Genetic Events Leading to APC-Dependent Colon Cancer in High-Risk Families; a Clinical Trial of COX and EGFR Inhibition in Familial Polyposis Patients


This will be a single-center, phase-II, six-month-long, placebo-controlled, double blinded,
randomized trial of the epidermal growth factor receptor (EGFR) inhibitor, erlotinib
(Tarceva) and the cyclooxygenase (COX-2) inhibitor, sulindac in patients with familial
adenomatous polyposis (FAP) or attenuated FAP. FAP is an autosomal dominant inherited colon
cancer predisposition with a 100% risk of colon cancer in the absence of preventive care
(endoscopy and surgery). Efficacious chemoprevention for duodenal adenomas is an unmet
clinical need in FAP patients that would reduce the morbidity from duodenectomy and risk of
duodenal adenocarcinoma. Currently the only Food and Drug Administration (FDA)-approved
chemopreventive agent is celecoxib which results in a modest reduction of duodenal and
colorectal polyps and is associated with cardiac toxicity at effective doses. If it can be
shown that combinatorial inhibition of COX-2 and EGFR activity leads to successful
regression in duodenal adenomatous polyps in FAP, it could be used as an effective
chemopreventive regimen in FAP patients with duodenal adenomas or who have undergone
surgical resection of duodenal adenomas or have many rectal adenomas. FAP and AFAP patients
will be screened by endoscopy for presence of 5 or more duodenal polyps, then randomized to
either A) erlotinib at 75 mg/day and sulindac at 150 mg/day or B) placebo for 6 months. The
endpoint will be endoscopy at 6 months.

Primary Aim : To determine if the combination of sulindac and erlotinib causes a significant
regression of duodenal adenomas in FAP and attenuated FAP patients.

Secondary :

1. Measure if combination of sulindac and erlotinib cause a reduction in duodenal
polyposis based on Spigelman classification.
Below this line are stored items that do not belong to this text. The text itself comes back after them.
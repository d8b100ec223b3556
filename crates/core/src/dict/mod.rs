//! Resizable hash table with separate chaining.
//!
//! [`ChainedHashMap`] is a dictionary, not a map: inserting a key that is
//! already present adds a second entry instead of replacing the first, and
//! every entry counts towards [`size`](ChainedHashMap::size). Lookups and
//! removals act on the first matching entry of the key's chain.
//!
//! Bucket selection is two-step. The table's [`BuildHasher`] produces a
//! 64-bit hash code, read as a signed integer, and a [`Compression`] policy
//! reduces that code to a bucket index. Both are fixed at construction, so an
//! entry's bucket depends only on its key and the current bucket count.
//!
//! Growth is explicit: [`resize`](ChainedHashMap::resize) doubles the bucket
//! count once the load factor exceeds 0.75, and is a no-op otherwise.

use alloc::vec::Vec;
use core::borrow::Borrow;
use core::fmt::{self, Debug};
use core::hash::{BuildHasher, Hash};

use rustc_hash::FxBuildHasher;

use self::compression::{Affine, Compression};

pub mod compression;
pub mod prime;

/// Bucket count used by [`ChainedHashMap::new`].
pub const DEFAULT_BUCKETS: usize = 101;

/// A key-value pair stored in a [`ChainedHashMap`].
#[derive(Debug, Clone, PartialEq, Eq)]
pub struct Entry<K, V> {
    key: K,
    value: V,
}

impl<K, V> Entry<K, V> {
    #[must_use]
    pub const fn key(&self) -> &K {
        &self.key
    }

    #[must_use]
    pub const fn value(&self) -> &V {
        &self.value
    }

    /// The key stays immutable: changing it would strand the entry in the
    /// wrong bucket.
    pub const fn value_mut(&mut self) -> &mut V {
        &mut self.value
    }

    #[must_use]
    pub fn into_parts(self) -> (K, V) {
        (self.key, self.value)
    }
}

type Bucket<K, V> = Vec<Entry<K, V>>;

fn empty_table<K, V>(buckets: usize) -> Vec<Bucket<K, V>> {
    (0..buckets).map(|_| Vec::new()).collect()
}

/// Hash table with chaining, a pluggable [`Compression`] policy and
/// caller-triggered growth.
///
/// Invariant: every entry sits in the bucket that the compression policy
/// assigns to its key's hash code under the current bucket count.
#[derive(Clone)]
pub struct ChainedHashMap<K, V, C = Affine, S = FxBuildHasher> {
    table: Vec<Bucket<K, V>>,
    len: usize,
    compression: C,
    hasher: S,
}

impl<K, V> Default for ChainedHashMap<K, V> {
    fn default() -> Self {
        Self::new()
    }
}

impl<K, V> ChainedHashMap<K, V> {
    /// Creates an empty table with [`DEFAULT_BUCKETS`] buckets.
    #[must_use]
    pub fn new() -> Self {
        Self::with_hasher_raw(DEFAULT_BUCKETS, Affine::default(), FxBuildHasher)
    }

    /// Creates an empty table meant to hold roughly `size_estimate` entries.
    ///
    /// The bucket count is the smallest prime in
    /// `[size_estimate, 2 * size_estimate]`.
    #[must_use]
    pub fn with_size_estimate(size_estimate: usize) -> Self {
        Self::with_compression(size_estimate, Affine::default())
    }
}

impl<K, V, C> ChainedHashMap<K, V, C> {
    /// Like [`with_size_estimate`](ChainedHashMap::with_size_estimate), with
    /// a custom compression policy.
    #[must_use]
    pub fn with_compression(size_estimate: usize, compression: C) -> Self {
        Self::with_hasher(size_estimate, compression, FxBuildHasher)
    }
}

impl<K, V, C, S> ChainedHashMap<K, V, C, S> {
    /// Creates an empty table with a custom compression policy and hash
    /// builder.
    #[must_use]
    pub fn with_hasher(size_estimate: usize, compression: C, hasher: S) -> Self {
        Self::with_hasher_raw(prime::bucket_count_for(size_estimate), compression, hasher)
    }

    fn with_hasher_raw(buckets: usize, compression: C, hasher: S) -> Self {
        Self {
            table: empty_table(buckets),
            len: 0,
            compression,
            hasher,
        }
    }

    /// Number of entries; duplicates each count.
    #[must_use]
    pub const fn size(&self) -> usize {
        self.len
    }

    #[must_use]
    pub const fn is_empty(&self) -> bool {
        self.len == 0
    }

    #[must_use]
    pub fn bucket_count(&self) -> usize {
        self.table.len()
    }

    #[must_use]
    #[allow(clippy::cast_precision_loss)]
    pub fn load_factor(&self) -> f64 {
        self.len as f64 / self.table.len() as f64
    }

    /// Entries that share a bucket with an earlier entry: the sum over all
    /// buckets of `max(0, chain length - 1)`.
    #[must_use]
    pub fn collisions(&self) -> usize {
        self.table
            .iter()
            .map(|bucket| bucket.len().saturating_sub(1))
            .sum()
    }

    /// Removes every entry, keeping the bucket count.
    pub fn make_empty(&mut self) {
        self.table = empty_table(self.table.len());
        self.len = 0;
    }

    /// Iterates over all entries, bucket by bucket, each chain in insertion
    /// order.
    pub fn iter(&self) -> impl Iterator<Item = &Entry<K, V>> {
        self.table.iter().flatten()
    }
}

impl<K, V, C, S> ChainedHashMap<K, V, C, S>
where
    K: Hash + Eq,
    C: Compression,
    S: BuildHasher,
{
    #[allow(clippy::cast_possible_wrap)]
    fn index_for<Q>(&self, key: &Q, buckets: usize) -> usize
    where
        Q: Hash + ?Sized,
    {
        let code = self.hasher.hash_one(key) as i64;
        self.compression.compress(code, buckets)
    }

    fn bucket_index<Q>(&self, key: &Q) -> usize
    where
        Q: Hash + ?Sized,
    {
        self.index_for(key, self.table.len())
    }

    /// Appends a new entry to the key's bucket and returns it.
    ///
    /// Existing entries with an equal key are left untouched.
    pub fn insert(&mut self, key: K, value: V) -> &Entry<K, V> {
        let index = self.bucket_index(&key);
        let bucket = &mut self.table[index];
        bucket.push(Entry { key, value });
        self.len += 1;
        &bucket[bucket.len() - 1]
    }

    /// Returns the first entry in the key's chain with a matching key.
    pub fn find<Q>(&self, key: &Q) -> Option<&Entry<K, V>>
    where
        K: Borrow<Q>,
        Q: Hash + Eq + ?Sized,
    {
        self.table[self.bucket_index(key)]
            .iter()
            .find(|entry| entry.key.borrow() == key)
    }

    pub fn find_mut<Q>(&mut self, key: &Q) -> Option<&mut Entry<K, V>>
    where
        K: Borrow<Q>,
        Q: Hash + Eq + ?Sized,
    {
        let index = self.bucket_index(key);
        self.table[index]
            .iter_mut()
            .find(|entry| entry.key.borrow() == key)
    }

    /// Removes and returns the first matching entry of the key's chain.
    /// Other entries with the same key are kept.
    pub fn remove<Q>(&mut self, key: &Q) -> Option<Entry<K, V>>
    where
        K: Borrow<Q>,
        Q: Hash + Eq + ?Sized,
    {
        let index = self.bucket_index(key);
        let bucket = &mut self.table[index];
        let position = bucket
            .iter()
            .position(|entry| entry.key.borrow() == key)?;
        self.len -= 1;
        Some(bucket.remove(position))
    }

    /// Doubles the bucket count if the load factor exceeds 0.75.
    ///
    /// Every entry is rehashed into a freshly built table, which replaces the
    /// old one only once it is complete. Entries with equal keys keep their
    /// relative order. Returns `true` if the table grew.
    pub fn resize(&mut self) -> bool {
        let buckets = self.table.len();
        if self.len * 4 <= buckets * 3 {
            return false;
        }

        let grown = buckets * 2;
        let mut table = empty_table(grown);
        for entry in core::mem::take(&mut self.table).into_iter().flatten() {
            let index = self.index_for(&entry.key, grown);
            table[index].push(entry);
        }
        self.table = table;

        tracing::debug!(
            from = buckets,
            to = grown,
            entries = self.len,
            "hash table resized"
        );
        true
    }
}

impl<K, V, C, S> Debug for ChainedHashMap<K, V, C, S>
where
    K: Debug,
    V: Debug,
{
    fn fmt(&self, f: &mut fmt::Formatter<'_>) -> fmt::Result {
        f.debug_list().entries(self.iter()).finish()
    }
}

#[cfg(test)]
mod tests {
    use super::*;

    /// Sends every code to bucket 0.
    struct SingleBucket;

    impl Compression for SingleBucket {
        fn compress(&self, _code: i64, _buckets: usize) -> usize {
            0
        }
    }

    #[test]
    fn test_insert_find_remove() {
        let mut map = ChainedHashMap::new();
        map.insert("cs61b", "hardcore");

        assert_eq!(map.find("cs61b").map(Entry::value), Some(&"hardcore"));
        assert_eq!(map.size(), 1);

        let removed = map.remove("cs61b").unwrap();
        assert_eq!(removed.into_parts(), ("cs61b", "hardcore"));
        assert!(map.find("cs61b").is_none());
        assert!(map.is_empty());
        assert!(map.remove("cs61b").is_none());
    }

    #[test]
    fn test_duplicate_keys_counted_separately() {
        let mut map = ChainedHashMap::new();
        map.insert(7, 'a');
        map.insert(7, 'b');
        map.insert(8, 'c');
        assert_eq!(map.size(), 3);

        assert_eq!(map.remove(&7).map(|e| *e.value()), Some('a'));
        assert_eq!(map.size(), 2);
        assert_eq!(map.find(&7).map(|e| *e.value()), Some('b'));
        assert_eq!(map.find(&8).map(|e| *e.value()), Some('c'));

        assert!(map.remove(&7).is_some());
        assert!(map.remove(&7).is_none());
        assert_eq!(map.size(), 1);
    }

    #[test]
    fn test_find_mut_updates_value() {
        let mut map = ChainedHashMap::new();
        map.insert(1u32, 10);
        *map.find_mut(&1).unwrap().value_mut() += 5;
        assert_eq!(map.find(&1).map(|e| *e.value()), Some(15));
    }

    #[test]
    fn test_size_estimate_picks_prime() {
        let map: ChainedHashMap<u32, u32> = ChainedHashMap::with_size_estimate(90);
        assert_eq!(map.bucket_count(), 97);
        assert_eq!(ChainedHashMap::<u32, u32>::new().bucket_count(), 101);
    }

    #[test]
    fn test_make_empty() {
        let mut map = ChainedHashMap::new();
        for i in 0..50 {
            map.insert(i, i);
        }
        map.make_empty();

        assert!(map.is_empty());
        assert_eq!(map.bucket_count(), 101);
        assert!(map.find(&3).is_none());

        map.insert(3, 30);
        assert_eq!(map.find(&3).map(|e| *e.value()), Some(30));
    }

    #[test]
    fn test_resize_only_above_threshold() {
        let mut map = ChainedHashMap::with_size_estimate(4);
        assert_eq!(map.bucket_count(), 5);

        // 3 / 5 = 0.6
        for i in 0..3 {
            map.insert(i, i);
        }
        assert!(!map.resize());
        assert_eq!(map.bucket_count(), 5);

        // 4 / 5 = 0.8
        map.insert(3, 3);
        assert!(map.resize());
        assert_eq!(map.bucket_count(), 10);
        assert!(map.load_factor() <= 0.75);
    }

    #[test]
    fn test_resize_preserves_entries() {
        let mut map = ChainedHashMap::with_size_estimate(2);
        for i in 0..200u64 {
            map.insert(i % 50, i);
            map.resize();
        }
        assert_eq!(map.size(), 200);
        assert_eq!(map.iter().count(), 200);

        // First entry for each key is still the earliest one inserted.
        for key in 0..50u64 {
            assert_eq!(map.find(&key).map(|e| *e.value()), Some(key));
        }
        for key in 0..50u64 {
            for expected in (0..4).map(|round| key + round * 50) {
                assert_eq!(map.remove(&key).map(|e| *e.value()), Some(expected));
            }
            assert!(map.find(&key).is_none());
        }
        assert!(map.is_empty());
    }

    #[test]
    fn test_collisions() {
        let mut map: ChainedHashMap<u32, (), SingleBucket> =
            ChainedHashMap::with_compression(10, SingleBucket);
        assert_eq!(map.collisions(), 0);
        map.insert(1, ());
        assert_eq!(map.collisions(), 0);
        for key in 2..=5 {
            map.insert(key, ());
        }
        assert_eq!(map.collisions(), 4);

        // A single chain still resolves every key.
        for key in 1..=5 {
            assert!(map.find(&key).is_some());
        }
    }

    #[test]
    fn test_borrowed_lookup() {
        let mut map: ChainedHashMap<alloc::string::String, u8> = ChainedHashMap::new();
        map.insert("vertex".into(), 1);
        assert!(map.find("vertex").is_some());
        assert!(map.remove("vertex").is_some());
    }
}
2. Determine if the combination of sulindac and erlotinib causes a significant regression
of colorectal adenomas.

3. Measure changes in COX-2 expression, EGFR phosphorylation, MEK1 phosphorylation, AKT
phosphorylation, Ki-67 expression and/or cyclin D1 expression in intestinal polyps and
normal intestinal mucosa with treatment.

4. Determine ß-catenin localization in adenomatous intestinal polyps with or without
oncogenic KRAS mutations.


Inclusion Criteria:



- Patients who are 18 years or older with a clinical or genetic diagnosis of FAP or
attenuated FAP.

- Presence of duodenal polyps with a sum of diameters ≥ 5mm.

- Minimum of two weeks since any major surgery

- WHO performance status ≤1

- Adequate bone marrow function as show by: normal leukocyte count, platelet count ≥
120 x 109/L, Hgb > 12 g/dL

- Adequate liver function as shown by: normal serum bilirubin(≤ 1.5 Upper Limit Normal
{ULN}) and serum transaminases (≤ 2.0 ULN)

- Patient must discontinue taking any Nonsteroidal anti-inflammatory drugs (NSAIDS)
within one month of treatment initiation.

- Patients must be able to provide written informed consent.

Exclusion Criteria:

- Prior treatment with any investigational drug within the preceding 4 weeks.

- Malignancies within the past 3 years except for adequately treated carcinoma of the
cervix or basal or squamous cell carcinomas of the skins.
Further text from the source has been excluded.